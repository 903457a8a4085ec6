//! Errors that may be encountered when loading or validating a board

/// Classification of every way a validation run can fail.
///
/// Exactly one classification accompanies a failure. The `Display` impl
/// carries the diagnostic line the command line tool prints, so callers
/// match on the variant and the reporting boundary formats it.
#[derive(Copy, Clone, Debug, Eq, Hash, PartialEq, thiserror::Error)]
#[cfg_attr(test, derive(strum_macros::EnumIter))]
pub enum ValidationError {
    /// No file path argument was supplied.
    #[error("File path is missing")]
    MissingFilePath,
    /// The path does not point to an existing file.
    #[error("File does not exist")]
    FileDoesNotExist,
    /// The file could not be opened or read.
    #[error("Can not read file")]
    UnreadableFile,
    /// The file name carries an extension other than `.csv`.
    #[error("Invalid file extension, only .CSV files are valid")]
    InvalidFileExtension,
    /// A cell token could not be parsed as a base-10 integer.
    #[error("Board has invalid characters")]
    InvalidCharacters,
    /// A cell value lies outside `1..=9`.
    #[error("Only numbers from 1 to 9 are valid")]
    OutOfRangeNumber,
    /// The input ran out before enough rows or columns were seen.
    #[error("Board has invalid size")]
    InvalidBoardSize,
    /// A row, column or block is not a permutation of `1..=9`.
    #[error("Invalid solution")]
    InvalidSolution,
}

▸ **WORK TASK**:
Reproduce each line above exactly.

▸ **EXERCISE SOLUTION**:
repository 903457a8a4085ec6
//! Errors that may be encountered when loading or validating a board

/// Classification of every way a validation run can fail.
///
/// Exactly one classification accompanies a failure. The `Display` impl
/// carries the diagnostic line the command line tool prints, so callers
/// match on the variant and the reporting boundary formats it.
#[derive(Copy, Clone, Debug, Eq, Hash, PartialEq, thiserror::Error)]
#[cfg_attr(test, derive(strum_macros::EnumIter))]
pub enum ValidationError {
    /// No file path argument was supplied.
    #[error("File path is missing")]
    MissingFilePath,
    /// The path does not point to an existing file.
    #[error("File does not exist")]
    FileDoesNotExist,
    /// The file could not be opened or read.
    #[error("Can not read file")]
    UnreadableFile,
    /// The file name carries an extension other than `.csv`.
    #[error("Invalid file extension, only .CSV files are valid")]
    InvalidFileExtension,
    /// A cell token could not be parsed as a base-10 integer.
    #[error("Board has invalid characters")]
    InvalidCharacters,
    /// A cell value lies outside `1..=9`.
    #[error("Only numbers from 1 to 9 are valid")]
    OutOfRangeNumber,
    /// The input ran out before enough rows or columns were seen.
    #[error("Board has invalid size")]
    InvalidBoardSize,
    /// A row, column or block is not a permutation of `1..=9`.
    #[error("Invalid solution")]
    InvalidSolution,
}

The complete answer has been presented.